Lyft CJ Macklin spokesman said the company was working with LAX to develop a new holding for drivers with a ride that would be built as part of the new airport building project, which includes a light railway between terminals and should reduce traffic.
“A year after now, Lax will look completely different and we are excited about the smoother and faster experience for drivers, riders and the whole city,” said Uber Meghan Casserly, Uber.
There was a ubiquitous feeling of slowness in the land; It seemed that dissatisfaction and hours of waiting forced the driver to inactivity, although the seemingly decent ride rang on their phones.
“There are drivers who really do not know what they are doing and end up on the land just because they know nothing better,” said Pablo Gomez, a Uber driver who visits lax. “They dropped out of the passenger, he said he was going a lot, and they were like,” Okay. “They don’t even know what they are waiting for.”
Driver advisors like Mr. Avedian and Mr. Gomez are trying to help drivers strategize and use the maximum of their time. But Mr. Gomez also empaths with drivers who are still praying for unexpected. He used to be a compulsive player, he said, and driving for Uber feels similar.
“The loss of time is part of this psychology of a drug addict. You are chasing the ride, the score,” he said.
At 2 o’clock in the morning, when the pen closed, some drivers went to look for a parking space in the neighborhood where they would sleep in their cars until the land reopen at 5.

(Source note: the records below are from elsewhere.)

use anyhow::Result;
use clap::Parser;
use satqa::ingest::ingest_path;
use satqa::state::{open_knowledge_graph, save_knowledge_graph};
use satqa::{Config, TextAnalyzer};
use std::path::PathBuf;
use std::time::Instant;

#[derive(Parser, Debug)]
#[command(name = "ingest")]
#[command(about = "Extract entities and relationships from scraped MOSDAC pages into the knowledge graph")]
struct Args {
    /// A .json/.jsonl record file or a directory of them
    path: PathBuf,

    /// Parse and extract without writing the graph back to disk
    #[arg(long)]
    dry_run: bool,
}

#[tokio::main]
async fn main() -> Result<()> {
    let args = Args::parse();
    let config = Config::load()?;

    env_logger::Builder::from_env(
        env_logger::Env::default().filter_or("RUST_LOG", config.satqa.log_level.as_str()),
    )
    .init();

    log::info!("Starting SatQA ingestion from {}", args.path.display());
    log::info!("Data directory: {}", config.satqa.data_dir.display());

    let (mut graph, _) = open_knowledge_graph(&config).await?;
    let analyzer = TextAnalyzer::new(&config.analyzer);
    let entities_before = graph.get_entity_count();
    let relationships_before = graph.get_relationship_count();

    let start = Instant::now();
    let report = ingest_path(&mut graph, &analyzer, &args.path).await?;
    let elapsed = start.elapsed();

    if report.files == 0 {
        log::warn!("No .json or .jsonl record files found under {}", args.path.display());
        return Ok(());
    }

    log::info!("=== Ingestion Complete ===");
    log::info!("Files: {} ({} failed)", report.files, report.failed_files);
    log::info!(
        "Records ingested: {} (unreadable: {}, skipped without text: {})",
        report.records,
        report.failed_records,
        report.skipped_records
    );
    log::info!("Entities extracted: {}", report.entities);
    log::info!("Relationships extracted: {}", report.relationships);
    log::info!(
        "Graph size: {} -> {} entities, {} -> {} relationships",
        entities_before,
        graph.get_entity_count(),
        relationships_before,
        graph.get_relationship_count()
    );
    log::info!("Time: {:?}", elapsed);

    if report.failed_files > 0 || report.failed_records > 0 {
        log::warn!("Some files or records failed to load. Check logs above for details.");
    }

    if args.dry_run {
        log::info!("Dry run: graph not saved");
    } else {
        save_knowledge_graph(&graph, &config)?;
    }

    Ok(())
}
//! OpenAI-compatible chat completion client.

use crate::config::LlmConfig;
use crate::error::{Result, SatqaError};
use reqwest::Client;
use serde::{Deserialize, Serialize};
use std::time::Duration;

const MAX_RETRIES: usize = 2;

#[derive(Debug, Clone, Copy, PartialEq, Eq, Serialize, Deserialize)]
#[serde(rename_all = "lowercase")]
pub enum Role {
    System,
    User,
    Assistant,
}

#[derive(Debug, Clone, PartialEq, Serialize, Deserialize)]
pub struct ChatMessage {
    pub role: Role,
    pub content: String,
}

impl ChatMessage {
    pub fn system(content: impl Into<String>) -> Self {
        Self {
            role: Role::System,
            content: content.into(),
        }
    }

    pub fn user(content: impl Into<String>) -> Self {
        Self {
            role: Role::User,
            content: content.into(),
        }
    }

    pub fn assistant(content: impl Into<String>) -> Self {
        Self {
            role: Role::Assistant,
            content: content.into(),
        }
    }
}

#[derive(Serialize)]
struct ChatRequest<'a> {
    model: &'a str,
    messages: &'a [ChatMessage],
    max_tokens: u32,
    temperature: f32,
}

#[derive(Deserialize)]
struct ChatResponse {
    choices: Vec<ChatChoice>,
}

#[derive(Deserialize)]
struct ChatChoice {
    message: ChatChoiceMessage,
}

#[derive(Deserialize)]
struct ChatChoiceMessage {
    #[serde(default)]
    content: Option<String>,
}

/// Chat completions over HTTP
pub struct ChatClient {
    client: Client,
    api_key: String,
    model: String,
    endpoint: String,
    max_tokens: u32,
    temperature: f32,
}

impl ChatClient {
    /// Create a new chat client
    ///
    /// # Arguments
    ///
    /// * `api_key` - Bearer token for the endpoint
    /// * `config` - Model, base URL and sampling parameters
    pub fn new(api_key: String, config: &LlmConfig) -> Result<Self> {
        let client = Client::builder()
            .timeout(Duration::from_secs(60))
            .build()
            .map_err(|e| SatqaError::Llm(format!("Failed to build HTTP client: {}", e)))?;

        Ok(Self {
            client,
            api_key,
            model: config.model.clone(),
            endpoint: format!("{}/chat/completions", config.base_url.trim_end_matches('/')),
            max_tokens: config.max_tokens,
            temperature: config.temperature,
        })
    }

    /// Build the configured client.
    ///
    /// Returns `Ok(None)` when the chat model is disabled or its API key is
    /// not set; answers then come from the intent handlers.
    pub fn from_config(config: &LlmConfig) -> Result<Option<Self>> {
        if !config.enabled {
            log::info!("Chat model disabled; answers use built-in intent responses");
            return Ok(None);
        }

        match std::env::var(&config.api_key_env) {
            Ok(key) if !key.trim().is_empty() => {
                log::info!("Using chat model {}", config.model);
                Ok(Some(Self::new(key, config)?))
            }
            _ => {
                log::warn!(
                    "Environment variable {} not set; answers use built-in intent responses",
                    config.api_key_env
                );
                Ok(None)
            }
        }
    }

    pub fn model(&self) -> &str {
        &self.model
    }

    pub fn endpoint(&self) -> &str {
        &self.endpoint
    }

    /// Send the conversation and return the trimmed reply.
    ///
    /// 429 and 5xx responses are retried with exponential backoff.
    pub async fn complete(&self, messages: &[ChatMessage]) -> Result<String> {
        let mut attempt = 0;
        let mut delay = Duration::from_millis(500);

        loop {
            match self.complete_once(messages).await {
                Ok(reply) => return Ok(reply),
                Err(e) if attempt < MAX_RETRIES && is_retryable(&e) => {
                    attempt += 1;
                    log::warn!(
                        "Chat completion failed (attempt {}): {}. Retrying in {:?}",
                        attempt,
                        e,
                        delay
                    );
                    tokio::time::sleep(delay).await;
                    delay *= 2;
                }
                Err(e) => return Err(e),
            }
        }
    }

    async fn complete_once(&self, messages: &[ChatMessage]) -> Result<String> {
        let request = ChatRequest {
            model: &self.model,
            messages,
            max_tokens: self.max_tokens,
            temperature: self.temperature,
        };

        let response = self
            .client
            .post(&self.endpoint)
            .bearer_auth(&self.api_key)
            .json(&request)
            .send()
            .await
            .map_err(|e| SatqaError::Llm(format!("Network error: {}", e)))?;

        let status = response.status();
        if !status.is_success() {
            let body = response
                .text()
                .await
                .unwrap_or_else(|_| "Unable to read error response".to_string());
            return Err(SatqaError::Llm(format!(
                "Chat API error {}: {}",
                status.as_u16(),
                body
            )));
        }

        let parsed: ChatResponse = response
            .json()
            .await
            .map_err(|e| SatqaError::Llm(format!("Failed to parse response: {}", e)))?;

        parsed
            .choices
            .into_iter()
            .next()
            .and_then(|choice| choice.message.content)
            .map(|content| content.trim().to_string())
            .ok_or_else(|| SatqaError::Llm("Chat API returned no content".to_string()))
    }
}

fn is_retryable(error: &SatqaError) -> bool {
    let message = error.to_string();
    ["error 429", "error 500", "error 502", "error 503", "error 504", "Network error"]
        .iter()
        .any(|marker| message.contains(marker))
}
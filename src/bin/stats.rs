use anyhow::Result;
use clap::Parser;
use satqa::state::open_knowledge_graph;
use satqa::Config;

#[derive(Parser, Debug)]
#[command(name = "stats")]
#[command(about = "Knowledge graph and vector index statistics")]
struct Args {
    /// Also walk the graph from this entity
    #[arg(long)]
    from: Option<String>,

    /// Traversal depth for --from
    #[arg(long, default_value_t = 2)]
    depth: usize,
}

#[tokio::main]
async fn main() -> Result<()> {
    let args = Args::parse();
    let config = Config::load()?;

    env_logger::Builder::from_env(
        env_logger::Env::default().filter_or("RUST_LOG", "warn"),
    )
    .init();

    let (graph, origin) = open_knowledge_graph(&config).await?;

    println!("\n=== SatQA Knowledge Graph Statistics ===\n");
    println!("Source: {:?} ({})", origin, config.graph_path().display());
    println!("Entities: {}", graph.get_entity_count());
    println!("Relationships: {}", graph.get_relationship_count());

    println!("\nEntities by type:\n");
    println!("{:-<40}", "");
    println!("{:<20} {:>8}", "Type", "Count");
    println!("{:-<40}", "");
    for (entity_type, count) in graph.type_counts() {
        println!("{:<20} {:>8}", entity_type, count);
    }
    println!("{:-<40}", "");

    let index_stats = graph.index().stats();
    println!("\nVector Index:");
    println!("  Documents: {}", index_stats.total_documents);
    println!("  Dimension: {}", index_stats.embedding_dimension);
    println!("  Backend: {}", index_stats.backend);

    if let Some(start) = &args.from {
        let steps = graph.traverse(start, args.depth, None);
        println!("\nTraversal from {} (depth {}):\n", start, args.depth);
        if steps.is_empty() {
            println!("  No outgoing relationships.");
        }
        for step in steps {
            println!(
                "  {}{} --{}--> {}",
                "  ".repeat(step.depth.saturating_sub(1)),
                step.source,
                step.relation,
                step.target
            );
        }
    }

    println!();
    Ok(())
}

Mrs. Hernandez sat on Tuesday on the hood of her car, when she hit 23 hours, her time to go home. She watched the offers against the wallpaper of her two children aged 25 and 26 years on her phone. She checked her e -mail between the rides and hoped to learn from jobs she recently applied for in the office and warehouse.
In the end there was a ride that would bring her to her home in Montebell, a 50 -minute drive to the east. It was just $ 28 for $ 27 million from the unicorn-but she accepted.
“It’s not the best rate,” she said. “But you have to do it for being worth your time.”